Представь, я здесь же лежу, а в проходе такая история. Я ползком выполз из сарая, в туалет хочу. Куда деваться? Вижу, вроде штабель дров. Я нисколько не вру. Оперся рукой, чтобы привстать, а под рукой что-то скользкое. Посмотрел, а это трупы штабелями лежат, голые, без белья. Рядом выкопана яма, куда их складывают, один ряд головами туда, другой ряд сюда, и зарывают. Это братская могила называлась. Я соображал еще плохо.
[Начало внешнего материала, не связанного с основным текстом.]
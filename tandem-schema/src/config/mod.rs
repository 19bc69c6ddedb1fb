//! Schema file parsing for `tandem.toml`.
//!
//! ```toml
//! [[models]]
//! name = "owner"
//! fields = ["name"]
//!
//! [[models]]
//! name = "thing"
//! fields = ["name", { name = "size", choices = [["L", "Large"], ["S", "Small"]] }]
//! relations = [{ name = "widget", target = "widget", kind = "one_to_one" }]
//! ```
//!
//! `${VAR}` references are expanded from the environment before parsing.

use std::path::Path;
use std::sync::LazyLock;

use serde::{Deserialize, Serialize};
use smol_str::SmolStr;

use crate::ast::{FieldDef, ModelDef, RelationDef, Schema};
use crate::error::{SchemaError, SchemaResult};
use crate::validator::Validator;

/// Contents of a schema file.
#[derive(Debug, Clone, Default, Deserialize, Serialize)]
#[serde(deny_unknown_fields)]
pub struct SchemaFile {
    /// Model declarations.
    #[serde(default)]
    pub models: Vec<ModelEntry>,
}

/// One `[[models]]` table.
#[derive(Debug, Clone, Deserialize, Serialize)]
#[serde(deny_unknown_fields)]
pub struct ModelEntry {
    /// Model name.
    pub name: SmolStr,
    /// Scalar fields.
    #[serde(default)]
    pub fields: Vec<FieldEntry>,
    /// Owned relations.
    #[serde(default)]
    pub relations: Vec<RelationDef>,
}

/// A field given either as a bare name or as a table with choices.
#[derive(Debug, Clone, Deserialize, Serialize)]
#[serde(untagged)]
pub enum FieldEntry {
    /// `"name"`
    Name(SmolStr),
    /// `{ name = "size", choices = [...] }`
    Detailed(FieldDef),
}

impl From<FieldEntry> for FieldDef {
    fn from(entry: FieldEntry) -> Self {
        match entry {
            FieldEntry::Name(name) => FieldDef::new(name),
            FieldEntry::Detailed(def) => def,
        }
    }
}

impl From<ModelEntry> for ModelDef {
    fn from(entry: ModelEntry) -> Self {
        ModelDef {
            name: entry.name,
            fields: entry.fields.into_iter().map(FieldDef::from).collect(),
            relations: entry.relations,
        }
    }
}

impl SchemaFile {
    /// Load a schema file from a path.
    pub fn from_file(path: impl AsRef<Path>) -> SchemaResult<Self> {
        let path = path.as_ref();
        let content = std::fs::read_to_string(path).map_err(|e| SchemaError::IoError {
            path: path.display().to_string(),
            source: e,
        })?;

        Self::from_str(&content)
    }

    /// Parse a schema file from a TOML string.
    #[allow(clippy::should_implement_trait)]
    pub fn from_str(content: &str) -> SchemaResult<Self> {
        let expanded = expand_env_vars(content);

        toml::from_str(&expanded).map_err(|e| SchemaError::TomlError { source: e })
    }

    /// Validate the declared models into a schema.
    pub fn into_schema(self) -> SchemaResult<Schema> {
        Validator::new().validate(self.models.into_iter().map(ModelDef::from).collect())
    }
}

impl Schema {
    /// Parse and validate a schema from a TOML string.
    pub fn from_toml_str(content: &str) -> SchemaResult<Self> {
        SchemaFile::from_str(content)?.into_schema()
    }

    /// Load and validate a schema from a TOML file.
    pub fn from_file(path: impl AsRef<Path>) -> SchemaResult<Self> {
        SchemaFile::from_file(path)?.into_schema()
    }
}

static ENV_VAR: LazyLock<regex_lite::Regex> = LazyLock::new(|| {
    regex_lite::Regex::new(r"\$\{([^}]+)\}").expect("environment variable pattern is valid")
});

/// Expand `${VAR}` references; unknown variables are left as written.
fn expand_env_vars(content: &str) -> String {
    let mut result = content.to_string();

    for cap in ENV_VAR.captures_iter(content) {
        let var_name = &cap[1];
        let full_match = &cap[0];

        if let Ok(value) = std::env::var(var_name) {
            result = result.replace(full_match, &value);
        }
    }

    result
}
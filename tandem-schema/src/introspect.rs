//! Schema introspection: the interface relationship dispatch depends on.

use std::fmt;
use std::sync::Arc;

use crate::ast::{RelationDescriptor, Schema};
use crate::error::{SchemaError, SchemaResult};

/// Read-only access to relationship and field metadata.
///
/// Implemented by [`Schema`]; callers backed by another metadata source can
/// provide their own implementation.
pub trait SchemaIntrospector: fmt::Debug + Send + Sync {
    /// Describe the relation called `name` as seen from `model`.
    fn describe_relationship(&self, model: &str, name: &str) -> SchemaResult<RelationDescriptor>;

    /// Human-readable label for a raw value of an enumerated field.
    ///
    /// Values that match no declared choice are returned unchanged.
    fn display_label(&self, model: &str, field: &str, raw: &str) -> SchemaResult<String>;

    /// Check if the model exists.
    fn has_model(&self, model: &str) -> bool;

    /// Check if `field` is a loadable column of `model`.
    fn has_field(&self, model: &str, field: &str) -> bool;
}

/// Shared handle to a schema, carried by load requests and records.
pub type SchemaRef = Arc<dyn SchemaIntrospector>;

impl SchemaIntrospector for Schema {
    fn describe_relationship(&self, model: &str, name: &str) -> SchemaResult<RelationDescriptor> {
        if self.get_model(model).is_none() {
            return Err(SchemaError::unknown_model(model));
        }
        self.get_relation(model, name)
            .cloned()
            .ok_or_else(|| SchemaError::unknown_relation(model, name))
    }

    fn display_label(&self, model: &str, field: &str, raw: &str) -> SchemaResult<String> {
        let def = self
            .get_model(model)
            .ok_or_else(|| SchemaError::unknown_model(model))?
            .get_field(field)
            .ok_or_else(|| SchemaError::unknown_field(model, field))?;

        if !def.has_choices() {
            return Err(SchemaError::NotAChoiceField {
                model: model.to_string(),
                field: field.to_string(),
            });
        }

        Ok(def.label_for(raw).unwrap_or(raw).to_string())
    }

    fn has_model(&self, model: &str) -> bool {
        self.get_model(model).is_some()
    }

    fn has_field(&self, model: &str, field: &str) -> bool {
        self.get_model(model).is_some_and(|m| m.has_column(field))
    }
}
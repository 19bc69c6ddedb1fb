//! # tandem-query
//!
//! Loading and projecting records for tandem.
//!
//! This crate provides the two function spaces pairs are built from, and the
//! store they run against:
//! - [`LoadRequest`]: an immutable description of what to load
//! - [`shape`]: functions that add loading instructions to a request
//!   (field restriction, joins, prefetches, ordering)
//! - [`project`]: functions that turn a loaded [`Record`] into a JSON mapping
//! - [`DataStore`]: executes a request in one batch load; [`MemoryStore`] is
//!   an in-memory implementation that counts its queries
//!
//! ## Shaping and loading
//!
//! ```rust
//! use tandem_query::{DataStore, MemoryStore, Value, shape};
//! use tandem_schema::{ModelDef, Schema};
//!
//! let schema = Schema::builder()
//!     .model(ModelDef::new("owner").field("name"))
//!     .model(ModelDef::new("widget").field("name").foreign_key("owner", "owner"))
//!     .build()
//!     .unwrap();
//! let store = MemoryStore::new(schema);
//! let owner = store.insert("owner", [("name", "first")]).unwrap();
//! for name in ["a", "b"] {
//!     store.insert("widget", [("name", Value::from(name)), ("owner", owner.into())]).unwrap();
//! }
//!
//! let with_widgets = shape::prefetch_reverse(
//!     "widget_set",
//!     "owner",
//!     store.collection("widget").unwrap(),
//!     tandem_schema::Cardinality::Multiple,
//! );
//! let owners = store.execute(&with_widgets(store.collection("owner").unwrap()).unwrap()).unwrap();
//! assert_eq!(owners[0].related("widget_set").unwrap().len(), 2);
//! assert_eq!(store.stats().queries, 2);
//! ```
//!
//! ## Projecting
//!
//! ```rust
//! use std::sync::Arc;
//! use tandem_query::{Record, project};
//! use tandem_schema::{ModelDef, Schema};
//!
//! let schema = Schema::builder()
//!     .model(ModelDef::new("thing").choice_field("size", [("L", "Large")]))
//!     .build()
//!     .unwrap();
//! let thing = Record::new("thing", Arc::new(schema)).with_field("size", "L");
//!
//! let out = project::compose([project::field("size"), project::field_display("size")])(&thing)
//!     .unwrap();
//! assert_eq!(out["size"], "L");
//! assert_eq!(out["size_display"], "Large");
//! ```
//!
//! ## Error Handling
//!
//! ```rust
//! use tandem_query::{ErrorCode, QueryError};
//!
//! let err = QueryError::relation_not_loaded("widget", "owner");
//! assert_eq!(err.code, ErrorCode::RelationNotLoaded);
//! assert!(err.is_projection_error());
//! ```

pub mod error;
pub mod logging;
pub mod project;
pub mod record;
pub mod request;
pub mod shape;
pub mod store;
pub mod value;

pub use error::{ErrorCode, ErrorContext, QueryError, QueryResult, Suggestion};
pub use project::{AliasSpec, ProjectFn, Projection};
pub use record::{Record, Related};
pub use request::{
    FieldSelection, LoadRequest, OrderByField, Prefetch, PrefetchKind, SortOrder,
};
pub use shape::ShapeFn;
pub use store::{DataStore, LoadStats, MemoryStore};
pub use value::Value;

// Re-export logging utilities
pub use logging::{get_log_format, get_log_level, init as init_logging, init_with_level, is_debug_enabled};

/// Prelude module for convenient imports.
pub mod prelude {
    pub use crate::error::{ErrorCode, QueryError, QueryResult};
    pub use crate::project::{self, ProjectFn, Projection};
    pub use crate::record::{Record, Related};
    pub use crate::request::LoadRequest;
    pub use crate::shape::{self, ShapeFn};
    pub use crate::store::{DataStore, MemoryStore};
    pub use crate::value::Value;
}
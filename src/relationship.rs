//! Pairs that traverse relationships.
//!
//! Every relationship is loaded with a prefetch: one extra batch query per
//! relationship, however many records are loaded. That keeps traversal
//! recursive, since the nested pair shapes the related request the same way
//! the outer pair shapes the root request.
//!
//! From one model's point of view there are six relationship kinds, which
//! collapse to four traversals:
//!
//! | relationship | traversal | emits |
//! |---|---|---|
//! | forward one-to-one, forward many-to-one | [`forward_relationship`] | mapping or `null` |
//! | reverse one-to-one | [`reverse_one_to_one_relationship`] | mapping or `null` |
//! | reverse many-to-one | [`reverse_relationship`] | list |
//! | many-to-many, either side | [`many_to_many_relationship`] | list |
//!
//! [`auto_relationship`] picks the traversal from the schema.

use smol_str::SmolStr;
use tandem_query::project::{self, ProjectFn};
use tandem_query::shape::{self, ShapeFn};
use tandem_query::{LoadRequest, QueryError, QueryResult};
use tandem_schema::{Cardinality, Direction, RelationDescriptor};
use tracing::trace;

use crate::pair::Pair;

/// Traverse a forward one-to-one or many-to-one relationship.
///
/// `nested` shapes `related_base` and projects the related record, which is
/// emitted under `name` (or `null` when the reference is unset).
pub fn forward_relationship(
    name: impl Into<SmolStr>,
    related_base: LoadRequest,
    nested: Pair,
) -> Pair {
    let name = name.into();
    let (nested_shape, nested_project) = nested.into_parts();
    let relation = name.clone();
    let shape = shape::shape_fn(move |request| {
        let related = nested_shape(related_base.clone())?;
        shape::prefetch_forward(relation.clone(), related)(request)
    });
    Pair::new(
        shape,
        project::relationship(name, nested_project, Cardinality::Single),
    )
}

/// Traverse a forward one-to-one relationship.
pub fn forward_one_to_one_relationship(
    name: impl Into<SmolStr>,
    related_base: LoadRequest,
    nested: Pair,
) -> Pair {
    forward_relationship(name, related_base, nested)
}

/// Traverse a forward many-to-one relationship.
pub fn forward_many_to_one_relationship(
    name: impl Into<SmolStr>,
    related_base: LoadRequest,
    nested: Pair,
) -> Pair {
    forward_relationship(name, related_base, nested)
}

/// Traverse a reverse many-to-one relationship, emitting a list.
///
/// `back_reference` is the relation on the related model that points back at
/// this one; it must match the schema.
pub fn reverse_relationship(
    name: impl Into<SmolStr>,
    back_reference: impl Into<SmolStr>,
    related_base: LoadRequest,
    nested: Pair,
) -> Pair {
    reverse(
        name.into(),
        back_reference.into(),
        related_base,
        nested,
        Cardinality::Multiple,
    )
}

/// Traverse a reverse many-to-one relationship, emitting a list.
pub fn reverse_many_to_one_relationship(
    name: impl Into<SmolStr>,
    back_reference: impl Into<SmolStr>,
    related_base: LoadRequest,
    nested: Pair,
) -> Pair {
    reverse_relationship(name, back_reference, related_base, nested)
}

/// Traverse a reverse one-to-one relationship, emitting a mapping or `null`.
pub fn reverse_one_to_one_relationship(
    name: impl Into<SmolStr>,
    back_reference: impl Into<SmolStr>,
    related_base: LoadRequest,
    nested: Pair,
) -> Pair {
    reverse(
        name.into(),
        back_reference.into(),
        related_base,
        nested,
        Cardinality::Single,
    )
}

fn reverse(
    name: SmolStr,
    back_reference: SmolStr,
    related_base: LoadRequest,
    nested: Pair,
    cardinality: Cardinality,
) -> Pair {
    let (nested_shape, nested_project) = nested.into_parts();
    let relation = name.clone();
    let shape = shape::shape_fn(move |request| {
        let related = nested_shape(related_base.clone())?;
        shape::prefetch_reverse(relation.clone(), back_reference.clone(), related, cardinality)(
            request,
        )
    });
    Pair::new(shape, project::relationship(name, nested_project, cardinality))
}

/// Traverse a many-to-many relationship from either side, emitting a list.
pub fn many_to_many_relationship(
    name: impl Into<SmolStr>,
    related_base: LoadRequest,
    nested: Pair,
) -> Pair {
    let name = name.into();
    let (nested_shape, nested_project) = nested.into_parts();
    let relation = name.clone();
    let shape = shape::shape_fn(move |request| {
        let related = nested_shape(related_base.clone())?;
        shape::prefetch_many_to_many(relation.clone(), related)(request)
    });
    Pair::new(
        shape,
        project::relationship(name, nested_project, Cardinality::Multiple),
    )
}

/// Traverse a relationship of any kind, chosen from the schema.
///
/// The related request starts from every record of the related model, and
/// the back-reference comes from the schema. Output is identical to the
/// traversal picked by hand.
///
/// ```rust
/// use tandem::prelude::*;
/// use tandem::schema::{ModelDef, Schema};
///
/// let schema = Schema::builder()
///     .model(ModelDef::new("owner").field("name"))
///     .model(ModelDef::new("widget").field("name").foreign_key("owner", "owner"))
///     .build()
///     .unwrap();
/// let store = MemoryStore::new(schema);
/// let owner = store.insert("owner", [("name", "first")]).unwrap();
/// store.insert("widget", [("name", Value::from("a")), ("owner", owner.into())]).unwrap();
///
/// let pair = combine([
///     field("name"),
///     auto_relationship("widget_set", field("name")),
/// ]);
/// let out = pair.load(&store, store.collection("owner").unwrap()).unwrap();
/// assert_eq!(out[0]["widget_set"][0]["name"], "a");
/// ```
pub fn auto_relationship(name: impl Into<SmolStr>, nested: Pair) -> Pair {
    let name = name.into();
    let (nested_shape, nested_project) = nested.into_parts();
    Pair::new(
        auto_shape(name.clone(), nested_shape),
        auto_project(name, nested_project),
    )
}

/// The traversal a relation descriptor calls for.
#[derive(Debug, Clone, PartialEq, Eq)]
enum Traversal {
    Forward,
    Reverse {
        back_reference: SmolStr,
        cardinality: Cardinality,
    },
    ManyToMany,
}

impl Traversal {
    fn of(descriptor: &RelationDescriptor) -> QueryResult<Self> {
        if descriptor.symmetrical {
            return Ok(Self::ManyToMany);
        }
        match (
            descriptor.direction,
            descriptor.cardinality,
            &descriptor.back_reference,
        ) {
            (Direction::Forward, Cardinality::Single, _) => Ok(Self::Forward),
            (Direction::Reverse, cardinality, Some(back_reference)) => Ok(Self::Reverse {
                back_reference: back_reference.clone(),
                cardinality,
            }),
            _ => Err(QueryError::unsupported_relation(
                descriptor.model.as_str(),
                descriptor.name.as_str(),
                descriptor.kind_label(),
            )),
        }
    }

    fn cardinality(&self) -> Cardinality {
        match self {
            Self::Forward => Cardinality::Single,
            Self::Reverse { cardinality, .. } => *cardinality,
            Self::ManyToMany => Cardinality::Multiple,
        }
    }
}

fn auto_shape(name: SmolStr, nested_shape: ShapeFn) -> ShapeFn {
    shape::shape_fn(move |request| {
        let descriptor = request.describe(&name)?;
        let traversal = Traversal::of(&descriptor)?;
        trace!(
            model = request.model(),
            relation = name.as_str(),
            traversal = ?traversal,
            "resolved relationship"
        );

        let related = nested_shape(request.related_base(&descriptor.related_model)?)?;
        let prefetch = match traversal {
            Traversal::Forward => shape::prefetch_forward(name.clone(), related),
            Traversal::Reverse {
                back_reference,
                cardinality,
            } => shape::prefetch_reverse(name.clone(), back_reference, related, cardinality),
            Traversal::ManyToMany => shape::prefetch_many_to_many(name.clone(), related),
        };
        prefetch(request)
    })
}

fn auto_project(name: SmolStr, nested_project: ProjectFn) -> ProjectFn {
    project::project_fn(move |record| {
        let descriptor = record
            .schema()
            .describe_relationship(record.model(), &name)?;
        let cardinality = Traversal::of(&descriptor)?.cardinality();
        project::relationship(name.clone(), nested_project.clone(), cardinality)(record)
    })
}

#[cfg(test)]
mod tests {
    use super::*;
    use crate::pair::{combine, field};
    use pretty_assertions::assert_eq;
    use std::sync::Arc;
    use tandem_query::ErrorCode;
    use tandem_schema::{ModelDef, Schema, SchemaIntrospector, SchemaRef, SchemaResult};

    fn schema() -> SchemaRef {
        Arc::new(
            Schema::builder()
                .model(ModelDef::new("owner").field("name"))
                .model(
                    ModelDef::new("widget")
                        .field("name")
                        .foreign_key("owner", "owner"),
                )
                .model(
                    ModelDef::new("thing")
                        .field("name")
                        .one_to_one("widget", "widget"),
                )
                .model(ModelDef::new("category").many_to_many("widget_set", "widget"))
                .build()
                .unwrap(),
        )
    }

    fn base(model: &str) -> LoadRequest {
        LoadRequest::new(model, schema()).unwrap()
    }

    fn describe(model: &str, name: &str) -> RelationDescriptor {
        schema().describe_relationship(model, name).unwrap()
    }

    #[test]
    fn test_traversal_of_each_kind() {
        assert_eq!(Traversal::of(&describe("widget", "owner")).unwrap(), Traversal::Forward);
        assert_eq!(Traversal::of(&describe("thing", "widget")).unwrap(), Traversal::Forward);
        assert_eq!(
            Traversal::of(&describe("owner", "widget_set")).unwrap(),
            Traversal::Reverse {
                back_reference: "owner".into(),
                cardinality: Cardinality::Multiple,
            }
        );
        assert_eq!(
            Traversal::of(&describe("widget", "thing")).unwrap(),
            Traversal::Reverse {
                back_reference: "widget".into(),
                cardinality: Cardinality::Single,
            }
        );
        assert_eq!(
            Traversal::of(&describe("category", "widget_set")).unwrap(),
            Traversal::ManyToMany
        );
        assert_eq!(
            Traversal::of(&describe("widget", "category_set")).unwrap(),
            Traversal::ManyToMany
        );
    }

    /// Describes every relation as forward and multiple without being
    /// many-to-many, which no traversal handles.
    #[derive(Debug)]
    struct ForwardMultiple;

    impl SchemaIntrospector for ForwardMultiple {
        fn describe_relationship(&self, model: &str, name: &str) -> SchemaResult<RelationDescriptor> {
            Ok(RelationDescriptor {
                name: name.into(),
                model: model.into(),
                related_model: "widget".into(),
                direction: Direction::Forward,
                cardinality: Cardinality::Multiple,
                symmetrical: false,
                back_reference: None,
            })
        }

        fn display_label(&self, _: &str, _: &str, raw: &str) -> SchemaResult<String> {
            Ok(raw.to_string())
        }

        fn has_model(&self, _: &str) -> bool {
            true
        }

        fn has_field(&self, _: &str, _: &str) -> bool {
            true
        }
    }

    #[test]
    fn test_auto_rejects_unsupported_kind() {
        let request = LoadRequest::new("owner", Arc::new(ForwardMultiple)).unwrap();
        let err = auto_relationship("widgets", field("name"))
            .prepare(request)
            .unwrap_err();
        assert_eq!(err.code, ErrorCode::UnsupportedRelation);
        assert!(err.message.contains("forward multiple"));
    }

    #[test]
    fn test_auto_unknown_relation() {
        let err = auto_relationship("gadget_set", field("name"))
            .prepare(base("owner"))
            .unwrap_err();
        assert_eq!(err.code, ErrorCode::UnknownRelation);
    }

    #[test]
    fn test_auto_shapes_like_manual() {
        let auto = auto_relationship("widget_set", field("name"))
            .prepare(base("owner"))
            .unwrap();
        let manual = reverse_relationship("widget_set", "owner", base("widget"), field("name"))
            .prepare(base("owner"))
            .unwrap();
        assert_eq!(format!("{:?}", auto), format!("{:?}", manual));
    }

    #[test]
    fn test_nested_errors_surface_at_shaping() {
        let pair = forward_relationship(
            "owner",
            base("owner"),
            combine([field("name"), auto_relationship("gadget", field("name"))]),
        );
        let err = pair.prepare(base("widget")).unwrap_err();
        assert_eq!(err.code, ErrorCode::UnknownRelation);
        assert_eq!(err.context.model.as_deref(), Some("owner"));
    }

    #[test]
    fn test_wrong_traversal_is_a_configuration_error() {
        let err = forward_relationship("widget_set", base("widget"), field("name"))
            .prepare(base("owner"))
            .unwrap_err();
        assert_eq!(err.code, ErrorCode::RelationKindMismatch);

        let err = reverse_one_to_one_relationship("widget_set", "owner", base("widget"), field("name"))
            .prepare(base("owner"))
            .unwrap_err();
        assert_eq!(err.code, ErrorCode::RelationKindMismatch);

        let err = reverse_relationship("widget_set", "group", base("widget"), field("name"))
            .prepare(base("owner"))
            .unwrap_err();
        assert_eq!(err.code, ErrorCode::BackReferenceMismatch);
    }
}
//! Definition types for tandem schemas.
//!
//! Models own scalar fields and the relations they declare; the schema
//! derives the reverse end of every relation.

mod field;
mod model;
mod relation;
mod schema;

pub use field::*;
pub use model::*;
pub use relation::*;
pub use schema::*;
//! Pairs and the combinators that build them from fields and other pairs.

use std::fmt;

use smol_str::SmolStr;
use tandem_query::project::{self, AliasSpec, ProjectFn, Projection};
use tandem_query::shape::{self, ShapeFn};
use tandem_query::{DataStore, LoadRequest, QueryResult, Record};
use tracing::debug;

/// A shaping function and the projection function that reads what it loads.
///
/// The projection only ever reads data the shaping arranged to load, so a
/// pair can be combined with others and nested inside relationships without
/// the two halves drifting apart.
#[derive(Clone)]
pub struct Pair {
    shape: ShapeFn,
    project: ProjectFn,
}

impl Pair {
    /// Create a pair from its two halves.
    pub fn new(shape: ShapeFn, project: ProjectFn) -> Self {
        Self { shape, project }
    }

    /// The shaping half.
    pub fn shape(&self) -> &ShapeFn {
        &self.shape
    }

    /// The projection half.
    pub fn project(&self) -> &ProjectFn {
        &self.project
    }

    /// Split into `(shape, project)`.
    pub fn into_parts(self) -> (ShapeFn, ProjectFn) {
        (self.shape, self.project)
    }

    /// Apply the shaping half to a request.
    pub fn prepare(&self, request: LoadRequest) -> QueryResult<LoadRequest> {
        (self.shape)(request)
    }

    /// Apply the projection half to a loaded record.
    pub fn project_record(&self, record: &Record) -> QueryResult<Projection> {
        (self.project)(record)
    }

    /// Shape `base`, load it with one call to the store, and project every
    /// loaded record.
    pub fn load<S>(&self, store: &S, base: LoadRequest) -> QueryResult<Vec<Projection>>
    where
        S: DataStore + ?Sized,
    {
        let request = self.prepare(base)?;
        let records = store.execute(&request)?;
        debug!(model = request.model(), records = records.len(), "projecting records");
        records.iter().map(|record| self.project_record(record)).collect()
    }
}

impl fmt::Debug for Pair {
    fn fmt(&self, f: &mut fmt::Formatter<'_>) -> fmt::Result {
        f.debug_struct("Pair").finish_non_exhaustive()
    }
}

impl From<(ShapeFn, ProjectFn)> for Pair {
    fn from((shape, project): (ShapeFn, ProjectFn)) -> Self {
        Self::new(shape, project)
    }
}

/// Load a field and emit it under its own name.
///
/// ```rust
/// # use std::sync::Arc;
/// # use tandem::{Record, field};
/// # use tandem::schema::{ModelDef, Schema};
/// # let schema = Schema::builder().model(ModelDef::new("widget").field("name")).build().unwrap();
/// let widget = Record::new("widget", Arc::new(schema)).with_field("name", "first");
/// let out = field("name").project_record(&widget).unwrap();
/// assert_eq!(out["name"], "first");
/// ```
pub fn field(name: impl Into<SmolStr>) -> Pair {
    let name = name.into();
    Pair::new(shape::include_fields([name.clone()]), project::field(name))
}

/// Load an enumerated field and emit its label as `<name>_display`.
///
/// The raw value itself is not emitted; combine with [`field`] for both.
pub fn field_display(name: impl Into<SmolStr>) -> Pair {
    let name = name.into();
    Pair::new(
        shape::include_fields([name.clone()]),
        project::field_display(name),
    )
}

/// Compose pairs into their shaping and projection halves.
///
/// Shaping functions run in order; projections are shallow-merged in order,
/// and the last pair to emit a key wins.
pub fn unzip(pairs: impl IntoIterator<Item = Pair>) -> (ShapeFn, ProjectFn) {
    let (shapes, projects): (Vec<ShapeFn>, Vec<ProjectFn>) =
        pairs.into_iter().map(Pair::into_parts).unzip();
    (shape::pipe(shapes), project::compose(projects))
}

/// Compose pairs into one pair. `combine([])` loads nothing extra and emits
/// an empty mapping.
pub fn combine(pairs: impl IntoIterator<Item = Pair>) -> Pair {
    unzip(pairs).into()
}

/// Rename the keys a pair emits. Shaping is unchanged.
///
/// A single name renames the only key (the wrapped projection must emit
/// exactly one); a mapping renames matching keys and passes the rest
/// through.
pub fn alias(spec: impl Into<AliasSpec>, pair: Pair) -> Pair {
    let (shape, project) = pair.into_parts();
    Pair::new(shape, project::rename(spec, project))
}

/// A pair that only shapes, and emits nothing.
pub fn prepare_only(shape: ShapeFn) -> Pair {
    Pair::new(shape, project::empty())
}

/// A pair that only projects, and leaves the request unchanged.
pub fn project_only(project: ProjectFn) -> Pair {
    Pair::new(shape::identity(), project)
}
Видят, что рана серьезная, — ее перебинтовали и увезли меня в Знаменку, на станцию Кучеровка. Лежим там на полу, окна выбиты. Утром я уже в бреду, температура поднялась. Кто-то говорит:
— Больной, вставайте! Снидать пора. — Я открыл глаза, там нянечка. — Сашко! Что воны з тобой зробылы? — Это была Шурка Коваленко, мы у нее на квартире останавливались, когда отступали.
Она дружила с Федей Соколовым, он был старше меня, красавец парень. А я что, пацаненок был! Шура взяла и тряпочкой мне глаза, рот обтерла, чего-то ложечкой подала. Я глаза закрыл опять. После обеда прибежали человек пять женщин. Шура рассказала им, что такие-то в госпитале лежат.
Когда мы под Кировкой стояли в обороне, шли бои. В огородах у них оставались неразорвавшиеся снаряды, мины, гранаты. Они боялись в свои дома заходить. Мы им огороды разминировали, а они нам горилки поднесли — приспособились. Им понравилось, что мы быстро все сделали.